**Records from a collection:**
use chrono::{DateTime, Duration, Utc};
use std::collections::HashMap;
use tracing::debug;

use crate::airport_index::AirportIndex;
use crate::callsign::parse_callsign;
use crate::flights::ActiveFlight;
use crate::routes::{Route, RouteKey, RouteStatus};

/// A route stays `Active` while seen within this window.
pub const RECENCY_WINDOW_DAYS: i64 = 21;

/// A route not seen for longer than this is pruned from the ledger.
/// `Not Active` covers the span between the recency and retention windows.
pub const RETENTION_WINDOW_DAYS: i64 = 31;

/// Deduplicating ledger of inferred routes, keyed by
/// (airline, flight number, source, destination).
pub struct RouteLedger {
    routes: HashMap<RouteKey, Route>,
    dropped_unresolved: usize,
    dropped_self_loops: usize,
}

impl RouteLedger {
    /// Load the ledger from a persisted route list. Duplicate keys collapse
    /// to the last occurrence.
    pub fn new(routes: Vec<Route>) -> Self {
        let routes = routes.into_iter().map(|r| (r.key(), r)).collect();
        Self {
            routes,
            dropped_unresolved: 0,
            dropped_self_loops: 0,
        }
    }

    /// Materialize a finalized flight into a route.
    ///
    /// Both endpoints are snapped to their nearest airport; if either fails
    /// to resolve, or both resolve to the same airport, the flight is
    /// silently dropped. A repeat match of an existing key refreshes
    /// `last_seen` and `icao24` instead of inserting a duplicate.
    pub fn finalize(
        &mut self,
        flight: &ActiveFlight,
        index: &AirportIndex,
        now: DateTime<Utc>,
    ) -> Option<&Route> {
        let source = index.nearest(flight.origin_coord[0], flight.origin_coord[1]);
        let destination = index.nearest(flight.last_coord[0], flight.last_coord[1]);

        let (Some(source), Some(destination)) = (source, destination) else {
            debug!(
                "Dropping flight {}: endpoint resolves to no airport",
                flight.icao24
            );
            self.dropped_unresolved += 1;
            return None;
        };

        if source.code == destination.code {
            debug!(
                "Dropping flight {}: self-loop at {}",
                flight.icao24, source.code
            );
            self.dropped_self_loops += 1;
            return None;
        }

        // Older snapshots may predate callsign parsing at ingest time
        let (airline, flight_number) = if flight.airline.is_empty() {
            parse_callsign(&flight.callsign)
        } else {
            (flight.airline.clone(), flight.flight_number.clone())
        };

        let key: RouteKey = (
            airline.clone(),
            flight_number.clone(),
            source.code.clone(),
            destination.code.clone(),
        );

        let route = self
            .routes
            .entry(key)
            .and_modify(|r| {
                r.last_seen = now;
                r.icao24 = flight.icao24.clone();
                r.status = RouteStatus::Active;
            })
            .or_insert_with(|| Route {
                airline,
                flight_number,
                icao24: flight.icao24.clone(),
                source: source.code.clone(),
                destination: destination.code.clone(),
                first_seen: now,
                last_seen: now,
                status: RouteStatus::Active,
            });

        Some(route)
    }

    /// Recompute every route's status from its age and prune routes past
    /// the retention window. Returns the number pruned. Idempotent for a
    /// fixed `now`.
    pub fn age_and_prune(&mut self, now: DateTime<Utc>) -> usize {
        let recency = Duration::days(RECENCY_WINDOW_DAYS);
        let retention = Duration::days(RETENTION_WINDOW_DAYS);

        let before = self.routes.len();
        self.routes.retain(|_, route| {
            let age = now.signed_duration_since(route.last_seen);
            if age > retention {
                return false;
            }
            route.status = if age > recency {
                RouteStatus::NotActive
            } else {
                RouteStatus::Active
            };
            true
        });

        before - self.routes.len()
    }

    /// Remove persisted routes whose source equals their destination.
    /// Guards against records written before the self-loop check existed.
    pub fn scrub_self_loops(&mut self) -> usize {
        let before = self.routes.len();
        self.routes.retain(|_, route| route.source != route.destination);
        let removed = before - self.routes.len();
        if removed > 0 {
            debug!("Scrubbed {} self-loop routes from ledger", removed);
        }
        self.dropped_self_loops += removed;
        removed
    }

    pub fn get(&self, key: &RouteKey) -> Option<&Route> {
        self.routes.get(key)
    }

    pub fn len(&self) -> usize {
        self.routes.len()
    }

    pub fn is_empty(&self) -> bool {
        self.routes.is_empty()
    }

    pub fn dropped_unresolved(&self) -> usize {
        self.dropped_unresolved
    }

    pub fn dropped_self_loops(&self) -> usize {
        self.dropped_self_loops
    }

    /// The ledger contents as a list, sorted by key so persisted output is
    /// stable across runs.
    pub fn to_routes(&self) -> Vec<Route> {
        let mut routes: Vec<Route> = self.routes.values().cloned().collect();
        routes.sort_by(|a, b| a.key().cmp(&b.key()));
        routes
    }
}

#[cfg(test)]
mod tests {
    use super::*;
    use crate::airports::Airport;

    fn airport(code: &str, lat: f64, lon: f64) -> Airport {
        Airport {
            code: code.to_string(),
            name: code.to_string(),
            lat,
            lon,
            country_code: String::new(),
            country: String::new(),
            continent: None,
        }
    }

    fn index() -> AirportIndex {
        AirportIndex::build(vec![airport("AAA", 10.0, 20.0), airport("BBB", 30.0, 40.0)])
    }

    fn flight(icao24: &str, origin: [f64; 2], last: [f64; 2]) -> ActiveFlight {
        let now = Utc::now();
        ActiveFlight {
            icao24: icao24.to_string(),
            callsign: "AL123".to_string(),
            airline: "AL".to_string(),
            flight_number: "123".to_string(),
            origin_code: None,
            origin_name: None,
            origin_coord: origin,
            last_coord: last,
            first_seen: now,
            last_updated: now,
        }
    }

    #[test]
    fn test_finalize_creates_route() {
        let index = index();
        let mut ledger = RouteLedger::new(Vec::new());
        let now = Utc::now();

        let route = ledger
            .finalize(&flight("abc", [10.0, 20.0], [30.0, 40.0]), &index, now)
            .unwrap();
        assert_eq!(route.airline, "AL");
        assert_eq!(route.flight_number, "123");
        assert_eq!(route.source, "AAA");
        assert_eq!(route.destination, "BBB");
        assert_eq!(route.status, RouteStatus::Active);
        assert_eq!(ledger.len(), 1);
    }

    #[test]
    fn test_repeat_finalize_refreshes_instead_of_duplicating() {
        let index = index();
        let mut ledger = RouteLedger::new(Vec::new());
        let t1 = Utc::now();
        let t2 = t1 + Duration::hours(1);

        ledger.finalize(&flight("abc", [10.0, 20.0], [30.0, 40.0]), &index, t1);
        ledger.finalize(&flight("def", [10.0, 20.0], [30.0, 40.0]), &index, t2);

        assert_eq!(ledger.len(), 1);
        let key = (
            "AL".to_string(),
            "123".to_string(),
            "AAA".to_string(),
            "BBB".to_string(),
        );
        let route = ledger.get(&key).unwrap();
        assert_eq!(route.last_seen, t2);
        assert_eq!(route.first_seen, t1);
        assert_eq!(route.icao24, "def");
    }

    #[test]
    fn test_unresolved_endpoint_drops_flight() {
        let index = index();
        let mut ledger = RouteLedger::new(Vec::new());

        // Destination in the middle of nowhere
        let result = ledger.finalize(&flight("abc", [10.0, 20.0], [0.0, 0.0]), &index, Utc::now());
        assert!(result.is_none());
        assert!(ledger.is_empty());
        assert_eq!(ledger.dropped_unresolved(), 1);
    }

    #[test]
    fn test_self_loop_rejected() {
        let index = index();
        let mut ledger = RouteLedger::new(Vec::new());

        // Both endpoints snap to AAA
        let result = ledger.finalize(
            &flight("abc", [10.0, 20.0], [10.05, 20.05]),
            &index,
            Utc::now(),
        );
        assert!(result.is_none());
        assert!(ledger.is_empty());
        assert_eq!(ledger.dropped_self_loops(), 1);
    }

    #[test]
    fn test_empty_airline_falls_back_to_callsign() {
        let index = index();
        let mut ledger = RouteLedger::new(Vec::new());

        let mut f = flight("abc", [10.0, 20.0], [30.0, 40.0]);
        f.airline = String::new();
        f.flight_number = String::new();
        f.callsign = "RYR456".to_string();

        let route = ledger.finalize(&f, &index, Utc::now()).unwrap();
        assert_eq!(route.airline, "RYR");
        assert_eq!(route.flight_number, "456");
    }

    fn stored_route(last_seen: DateTime<Utc>) -> Route {
        Route {
            airline: "AL".to_string(),
            flight_number: "123".to_string(),
            icao24: "abc".to_string(),
            source: "AAA".to_string(),
            destination: "BBB".to_string(),
            first_seen: last_seen,
            last_seen,
            status: RouteStatus::Active,
        }
    }

    #[test]
    fn test_age_and_prune_windows() {
        let now = Utc::now();
        let fresh = stored_route(now - Duration::days(1));
        let mut stale = stored_route(now - Duration::days(25));
        stale.flight_number = "124".to_string();
        let mut expired = stored_route(now - Duration::days(32));
        expired.flight_number = "125".to_string();

        let mut ledger = RouteLedger::new(vec![fresh, stale, expired]);
        let removed = ledger.age_and_prune(now);

        assert_eq!(removed, 1);
        assert_eq!(ledger.len(), 2);

        let routes = ledger.to_routes();
        assert_eq!(routes[0].flight_number, "123");
        assert_eq!(routes[0].status, RouteStatus::Active);
        assert_eq!(routes[1].flight_number, "124");
        assert_eq!(routes[1].status, RouteStatus::NotActive);
    }

    #[test]
    fn test_age_and_prune_idempotent() {
        let now = Utc::now();
        let mut expired = stored_route(now - Duration::days(32));
        expired.flight_number = "124".to_string();
        let mut ledger = RouteLedger::new(vec![stored_route(now - Duration::days(1)), expired]);

        let first = ledger.age_and_prune(now);
        let before = ledger.to_routes();
        let second = ledger.age_and_prune(now);
        let after = ledger.to_routes();

        assert_eq!(second, 0);
        assert_eq!(before.len(), after.len());
        assert!(first >= 1);
        for (a, b) in before.iter().zip(after.iter()) {
            assert_eq!(a.status, b.status);
            assert_eq!(a.last_seen, b.last_seen);
        }
    }

    #[test]
    fn test_scrub_self_loops() {
        let now = Utc::now();
        let good = stored_route(now);
        let mut bad = stored_route(now);
        bad.destination = "AAA".to_string();
        bad.flight_number = "999".to_string();

        let mut ledger = RouteLedger::new(vec![good, bad]);
        assert_eq!(ledger.scrub_self_loops(), 1);
        assert_eq!(ledger.len(), 1);
        assert_eq!(ledger.to_routes()[0].destination, "BBB");
    }
}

**Assigned task:**
From the very first line of the records down to the line with "from the ledger.", please write out each line exactly, including both ends and no other lines.

**Task answer:**
use chrono::{DateTime, Duration, Utc};
use std::collections::HashMap;
use tracing::debug;

use crate::airport_index::AirportIndex;
use crate::callsign::parse_callsign;
use crate::flights::ActiveFlight;
use crate::routes::{Route, RouteKey, RouteStatus};

/// A route stays `Active` while seen within this window.
pub const RECENCY_WINDOW_DAYS: i64 = 21;

/// A route not seen for longer than this is pruned from the ledger.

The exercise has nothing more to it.